"Research2Business is concrete evidence of IVA’s relevance"
Research utilisation and collaboration are part of Luleå University of Technology’s DNA. That’s why IVA’s Research2Business project fits the university’s Vice-Chancellor, Birgitta Bergvall-Kåreborn, like a glove.
Luleå University of Technology is turning 50 this year. From the start in 1971 the objective was to provide basic industries with a supply of talent and expertise. And this has shaped the culture of the university. Having strong links to companies in the region is a natural and obvious aspect of the university’s activities.
“Of course, industries in northern Sweden have diversified, but basic industries are still incredibly important for us and for the whole of Sweden,” says Birgitta Bergvall-Kåreborn.
Collaboration and partnerships with industry and actors in other regions were developed and strengthened during the year.
“Sometimes we forget that successful collaboration requires a lot of skills and experience. We’ve been practicing for five decades to be good at education, research and innovation.”
The university wants to ensure that, in addition to getting a solid education, its students also forge relationships with industries in the region. They’re given opportunities to meet employers, attend guest lectures and take part in various types of events.
“Some courses also require them to do concrete assignments for companies. There are plenty of occasions when students can gain an insight into and an understanding of the industry in which they want to work. These links are particularly clear in the case of engineering programmes.”

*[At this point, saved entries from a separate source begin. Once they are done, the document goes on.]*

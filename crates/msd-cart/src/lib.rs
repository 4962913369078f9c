//! msd-cart
//!
//! The running cart: a mapping from product identity to requested quantity,
//! with derived aggregate reads.
//!
//! # Invariant
//!
//! The cart never stores price or name — only `product id → quantity`. Every
//! derived read ([`Cart::lines`], [`Cart::subtotal_micros`]) annotates lines
//! from the **current** [`SellableIndex`] at read time, so the cart cannot go
//! stale relative to catalog or availability changes.
//!
//! Quantities are non-negative integers, always. Fractional or negative input
//! is clamped at the boundary, never rejected and never stored.

use std::collections::BTreeMap;

use msd_catalog::SellableIndex;

// ---------------------------------------------------------------------------
// Quantity clamping
// ---------------------------------------------------------------------------

/// Clamp raw form input to a storable quantity: negative and `NaN` floor to
/// 0, fractional values floor to the integer below, oversized values saturate.
pub fn clamp_quantity(requested: f64) -> u32 {
    let floored = requested.max(0.0).floor();
    if floored >= u32::MAX as f64 {
        u32::MAX
    } else {
        floored as u32
    }
}

// ---------------------------------------------------------------------------
// CartLine
// ---------------------------------------------------------------------------

/// One active cart entry annotated with current catalog data.
#[derive(Debug, Clone, PartialEq)]
pub struct CartLine {
    pub product_id: String,
    /// Current catalog name; falls back to the product id when the catalog
    /// no longer carries the product.
    pub name: String,
    pub quantity: u32,
    /// Current resolved unit price. `None` for an unpriced product — such a
    /// line never reaches the wire (validation blocks it).
    pub unit_price_micros: Option<i64>,
    /// `quantity × unit price`; 0 when unpriced.
    pub line_total_micros: i64,
}

// ---------------------------------------------------------------------------
// Cart
// ---------------------------------------------------------------------------

/// Session-scoped cart state. Initialized empty; mutated only by explicit
/// user actions; cleared on successful submission or explicit reset. Never
/// persisted.
#[derive(Debug, Clone, Default)]
pub struct Cart {
    quantities: BTreeMap<String, u32>,
}

impl Cart {
    pub fn new() -> Self {
        Self::default()
    }

    /// Increment by one. A product not yet tracked initializes at 1.
    pub fn add_one(&mut self, product_id: &str) {
        let q = self.quantities.entry(product_id.to_string()).or_insert(0);
        *q = q.saturating_add(1);
    }

    /// Decrement by one, floored at 0. Untracked products stay untracked.
    pub fn remove_one(&mut self, product_id: &str) {
        if let Some(q) = self.quantities.get_mut(product_id) {
            *q = q.saturating_sub(1);
        }
    }

    /// Set the absolute quantity from raw input, clamped via
    /// [`clamp_quantity`]. Never an error.
    pub fn set_quantity(&mut self, product_id: &str, requested: f64) {
        self.quantities
            .insert(product_id.to_string(), clamp_quantity(requested));
    }

    /// Zero the line. The mapping entry persists at zero, so the line
    /// disappears from active views without forgetting the key.
    pub fn remove(&mut self, product_id: &str) {
        self.set_quantity(product_id, 0.0);
    }

    /// Reset every quantity to zero (successful submission, explicit reset).
    pub fn clear(&mut self) {
        for q in self.quantities.values_mut() {
            *q = 0;
        }
    }

    /// Current quantity for a product (0 when untracked).
    pub fn quantity(&self, product_id: &str) -> u32 {
        self.quantities.get(product_id).copied().unwrap_or(0)
    }

    /// Count of entries with quantity > 0.
    pub fn active_line_count(&self) -> usize {
        self.quantities.values().filter(|q| **q > 0).count()
    }

    /// `true` when no entry has quantity > 0.
    pub fn is_empty(&self) -> bool {
        self.active_line_count() == 0
    }

    /// Sum of all requested quantities.
    pub fn total_quantity(&self) -> i64 {
        self.quantities.values().map(|q| *q as i64).sum()
    }

    /// Iterate `(product id, quantity)` for entries with quantity > 0.
    pub fn active_entries(&self) -> impl Iterator<Item = (&str, u32)> {
        self.quantities
            .iter()
            .filter(|(_, q)| **q > 0)
            .map(|(id, q)| (id.as_str(), *q))
    }

    /// All entries with quantity > 0, annotated with the current catalog's
    /// name and price — read live, never cached at add time.
    pub fn lines(&self, index: &SellableIndex) -> Vec<CartLine> {
        self.active_entries()
            .map(|(id, quantity)| {
                let sellable = index.get(id);
                let unit_price_micros = sellable.and_then(|s| s.price_micros);
                CartLine {
                    product_id: id.to_string(),
                    name: sellable
                        .map(|s| s.name.clone())
                        .unwrap_or_else(|| id.to_string()),
                    quantity,
                    unit_price_micros,
                    line_total_micros: unit_price_micros
                        .map(|p| p * quantity as i64)
                        .unwrap_or(0),
                }
            })
            .collect()
    }

    /// Sum of line totals over priced lines.
    pub fn subtotal_micros(&self, index: &SellableIndex) -> i64 {
        self.lines(index).iter().map(|l| l.line_total_micros).sum()
    }
}

// ---------------------------------------------------------------------------
// Tests
// ---------------------------------------------------------------------------

#[cfg(test)]
mod tests {
    use super::*;
    use msd_catalog::merge_catalog;
    use msd_schemas::Product;

    fn index(prices: &[(&str, Option<f64>)]) -> SellableIndex {
        let products: Vec<Product> = prices
            .iter()
            .map(|(id, trade)| Product {
                id: id.to_string(),
                name: format!("product {id}"),
                brand: None,
                category: None,
                unit: None,
                mrp: None,
                trade_price: *trade,
                images: Vec::new(),
            })
            .collect();
        SellableIndex::new(merge_catalog(&products, &[], &[]))
    }

    // --- clamping ---

    #[test]
    fn negative_quantity_clamps_to_zero() {
        let mut cart = Cart::new();
        cart.set_quantity("p-1", -5.0);
        assert_eq!(cart.quantity("p-1"), 0);
    }

    #[test]
    fn fractional_quantity_floors() {
        let mut cart = Cart::new();
        cart.set_quantity("p-1", 3.7);
        assert_eq!(cart.quantity("p-1"), 3);
    }

    #[test]
    fn nan_quantity_clamps_to_zero() {
        assert_eq!(clamp_quantity(f64::NAN), 0);
    }

    #[test]
    fn oversized_quantity_saturates() {
        assert_eq!(clamp_quantity(1e12), u32::MAX);
    }

    // --- mutation semantics ---

    #[test]
    fn add_one_initializes_untracked_at_one() {
        let mut cart = Cart::new();
        cart.add_one("p-1");
        assert_eq!(cart.quantity("p-1"), 1);
        cart.add_one("p-1");
        assert_eq!(cart.quantity("p-1"), 2);
    }

    #[test]
    fn remove_one_floors_at_zero() {
        let mut cart = Cart::new();
        cart.add_one("p-1");
        cart.remove_one("p-1");
        cart.remove_one("p-1");
        assert_eq!(cart.quantity("p-1"), 0);
        // Untracked product stays untracked.
        cart.remove_one("p-404");
        assert_eq!(cart.quantity("p-404"), 0);
    }

    #[test]
    fn remove_keeps_entry_but_hides_line() {
        let mut cart = Cart::new();
        cart.set_quantity("p-1", 4.0);
        cart.remove("p-1");
        assert_eq!(cart.quantity("p-1"), 0);
        assert_eq!(cart.active_line_count(), 0);
        assert!(cart.lines(&index(&[("p-1", Some(10.0))])).is_empty());
    }

    #[test]
    fn clear_zeroes_every_entry() {
        let mut cart = Cart::new();
        cart.set_quantity("p-1", 2.0);
        cart.set_quantity("p-2", 3.0);
        cart.clear();
        assert!(cart.is_empty());
        assert_eq!(cart.total_quantity(), 0);
    }

    // --- derived reads ---

    #[test]
    fn lines_and_totals() {
        let idx = index(&[("p-1", Some(100.0)), ("p-2", Some(25.0))]);
        let mut cart = Cart::new();
        cart.set_quantity("p-1", 2.0);
        cart.set_quantity("p-2", 4.0);

        let lines = cart.lines(&idx);
        assert_eq!(lines.len(), 2);
        assert_eq!(cart.total_quantity(), 6);
        assert_eq!(cart.subtotal_micros(&idx), 300_000_000);
    }

    #[test]
    fn unpriced_line_contributes_nothing_to_subtotal() {
        let idx = index(&[("p-1", Some(100.0)), ("p-2", None)]);
        let mut cart = Cart::new();
        cart.set_quantity("p-1", 1.0);
        cart.set_quantity("p-2", 5.0);

        let lines = cart.lines(&idx);
        assert_eq!(lines.len(), 2);
        assert_eq!(lines[1].unit_price_micros, None);
        assert_eq!(lines[1].line_total_micros, 0);
        assert_eq!(cart.subtotal_micros(&idx), 100_000_000);
    }

    #[test]
    fn line_for_product_missing_from_catalog_falls_back_to_id() {
        let idx = index(&[]);
        let mut cart = Cart::new();
        cart.set_quantity("p-gone", 1.0);
        let lines = cart.lines(&idx);
        assert_eq!(lines[0].name, "p-gone");
        assert_eq!(lines[0].unit_price_micros, None);
    }
}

In a new partnership project called T25 the focus is on developing the whole of northern Sweden. Luleå University of Technology, LKAB, Boliden, SSAB, Northvolt, Skellefteå kraft and Mobilaris, along with other companies, have decided to take steps to make sure that the population in northern Sweden increases by 25,000 over the next five years.
“One of our objectives is to be able to offer all of our engineering students summer jobs. The students can build a good relationship with a company that could be their employer after graduation. The region needs them,” says Birgitta Bergvall-Kåreborn.
But the Vice-Chancellor believes there are other actors beyond the regional ones who are also important partners for collaboration. IVA’s Research2Business project is one example.
“One of the benefits of the project is that those of us who are involved come from the academic world as well as from industry. Having those connections is hugely important. When we discuss things we learn from each other. Understanding what each of us is doing is vital. We address issues that are important – either because something needs to happen now or because we share common challenges. This promotes good dialogue.”
The project’s 100 List of talented researchers is another aspect that Bergvall-Kåreborn appreciates.
“The talented researchers on the list are matched with companies and get an opportunity to easily and quickly form important relationships that allow them to develop as researchers and to start building their own networks.”
Bergvall-Kåreborn points out that quite a lot of research takes place in partnership with industry.
“So it’s important that young researchers don’t just build an academic network – that happens sort of automatically during their postgraduate studies. It’s just as important to create networks with partners in relevant industries. Here, the 100 List and Research2Business have a vital role to play.”
Bergvall-Kåreborn thinks it’s an advantage that IVA is behind the project.
“IVA demonstrates its relevance again and again. The Academy’s projects often lead to concrete benefits. Research2Business is an excellent example. IVA has an incredibly strong brand and often distinguishes itself through excellent results and all the attention it attracts for the work it does. The focus is on research utilisation.”